Caesarean rates soar as age of first-time mothers rises

Operation now used in 30% of births in Ireland – a four-fold increase since 1984

The rise in the number of Caesarean sections is mostly due to the increased safety of the operation but a 65 per cent jump in births to over-35s has also contributed. Photograph: Martin Carlsson/iStockphoto via Getty

The rise in the number of Caesarean sections is mostly due to the increased safety of the operation but a 65 per cent jump in births to over-35s has also contributed. Photograph: Martin Carlsson/iStockphoto via Getty

 

An increase in the average age of first-time mothers is one of the main factors behind soaring Caesarean section rates in Ireland, according to new research.

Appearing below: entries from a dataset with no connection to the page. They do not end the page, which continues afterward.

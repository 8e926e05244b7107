//! Money type with decimal precision and currency.
//!
//! CRITICAL: Never use floating-point for money calculations.
//! This type wraps `rust_decimal::Decimal` for arbitrary precision.

use rust_decimal::{Decimal, RoundingStrategy};
use serde::{Deserialize, Serialize};

/// Rounds a functional-currency amount to two decimal places, half away
/// from zero (spec 3: "Monetary precision: two decimal places with
/// half-away-from-zero rounding").
#[must_use]
pub fn round_money(amount: Decimal) -> Decimal {
    amount.round_dp_with_strategy(2, RoundingStrategy::MidpointAwayFromZero)
}

/// Rounds an exchange rate to six decimal places, half away from zero
/// (spec 3/6: "Rates carry six decimals").
#[must_use]
pub fn round_rate(rate: Decimal) -> Decimal {
    rate.round_dp_with_strategy(6, RoundingStrategy::MidpointAwayFromZero)
}

/// Represents a monetary amount with currency.
///
/// Uses `Decimal` internally to avoid floating-point precision errors.
#[derive(Debug, Clone, Copy, PartialEq, Eq, Serialize, Deserialize)]
pub struct Money {
    /// The amount in the currency's functional unit.
    pub amount: Decimal,
    /// ISO 4217 currency code.
    pub currency: Currency,
}

/// A validated ISO 4217 currency code.
///
/// Unlike a closed enum, this admits any three-letter uppercase code so new
/// currencies can be added to the `currencies` table without a code change.
/// Construction always goes through [`Currency::new`] / `FromStr`, so a
/// `Currency` in hand is always exactly three ASCII uppercase letters.
#[derive(Debug, Clone, Copy, PartialEq, Eq, Hash, Serialize, Deserialize)]
#[serde(try_from = "String", into = "String")]
pub struct Currency([u8; 3]);

/// Error returned when a currency code fails validation.
#[derive(Debug, Clone, PartialEq, Eq, thiserror::Error)]
#[error("invalid currency code: {0:?}")]
pub struct InvalidCurrencyCode(pub String);

impl Currency {
    /// Validates and constructs a currency code from a string slice.
    ///
    /// # Errors
    ///
    /// Returns [`InvalidCurrencyCode`] unless `code` is exactly three ASCII
    /// letters (case-insensitive on input, normalized to uppercase).
    pub fn new(code: &str) -> Result<Self, InvalidCurrencyCode> {
        let bytes = code.as_bytes();
        if bytes.len() != 3 || !bytes.iter().all(u8::is_ascii_alphabetic) {
            return Err(InvalidCurrencyCode(code.to_string()));
        }
        let mut upper = [0u8; 3];
        for (dst, src) in upper.iter_mut().zip(bytes) {
            *dst = src.to_ascii_uppercase();
        }
        Ok(Self(upper))
    }

    /// Returns the three-letter code as a `&str`.
    #[must_use]
    pub fn as_str(&self) -> &str {
        // Constructed only from validated ASCII bytes.
        std::str::from_utf8(&self.0).unwrap_or("???")
    }
}

impl Money {
    /// Creates a new Money instance.
    #[must_use]
    pub const fn new(amount: Decimal, currency: Currency) -> Self {
        Self { amount, currency }
    }

    /// Creates a zero amount in the specified currency.
    #[must_use]
    pub fn zero(currency: Currency) -> Self {
        Self {
            amount: Decimal::ZERO,
            currency,
        }
    }

    /// Returns true if the amount is zero.
    #[must_use]
    pub fn is_zero(&self) -> bool {
        self.amount.is_zero()
    }

    /// Returns true if the amount is negative.
    #[must_use]
    pub fn is_negative(&self) -> bool {
        self.amount.is_sign_negative()
    }
}

impl std::fmt::Display for Currency {
    fn fmt(&self, f: &mut std::fmt::Formatter<'_>) -> std::fmt::Result {
        write!(f, "{}", self.as_str())
    }
}

impl std::str::FromStr for Currency {
    type Err = InvalidCurrencyCode;

    fn from_str(s: &str) -> Result<Self, Self::Err> {
        Self::new(s)
    }
}

impl TryFrom<String> for Currency {
    type Error = InvalidCurrencyCode;

    fn try_from(value: String) -> Result<Self, Self::Error> {
        Self::new(&value)
    }
}

impl From<Currency> for String {
    fn from(value: Currency) -> Self {
        value.as_str().to_string()
    }
}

The proportion of births delivered by Caesarean section has grown four-fold in the past 30 years – from 7 per cent in 1984 to 13 per cent in 1993 and 30 per cent in 2014.

Mostly, this is due to the increased safety of the operation but a 65 per cent jump in births to over-35s has also contributed.

Since 1999, the average age of mothers has increased from 30 to 32 years and the proportion of births to over-35s has grown from one-fifth to one-third.

The research shows the average level of risk associated with mothers giving birth in Irish hospitals is worsening as their age profile rises.

For example, the proportion with gestational diabetes has risen 320 per cent in a decade while the occurrence of mothers with high blood pressure is up 20 per cent.

The popularity of Caesareans is growing across the OECD but Ireland’s rate is “average to high” by international standards, the research finds. The Netherlands, for example, has a rate almost 50 per cent lower than Ireland’s.

Variation

Since 1999, the difference between the units with the highest and lowest rates has increased, although the overall variation across maternity units is down.

The National Maternity Hospital at Holles Street has the lowest rate of Caesarean section, at 24 per cent, a Department of Health study published this year found. South Tipperary General and St Luke’s hospital in Kilkenny had the highest rates, at over 35 per cent. The units that had the highest rates back in 1999 have shown the biggest increase since, the latest research shows.

The research, conducted jointly by the Economic and Social Research Institute, Trinity College Dublin and University College Dublin, will be discussed at a conference in the institute on Tuesday.

Prof Michael Turner of UCD said Irish maternity units continued to deliver results that were “among the best in the world” despite challenges. “If we wish to maintain this record we will need to invest to take account of adverse trends whilst constantly striving to coordinate and improve practice in Irish maternity services.”

Although the average level of risk arising from mothers giving birth in hospitals is rising, funding and staffing levels have not kept pace with either the number of births or this risk profile.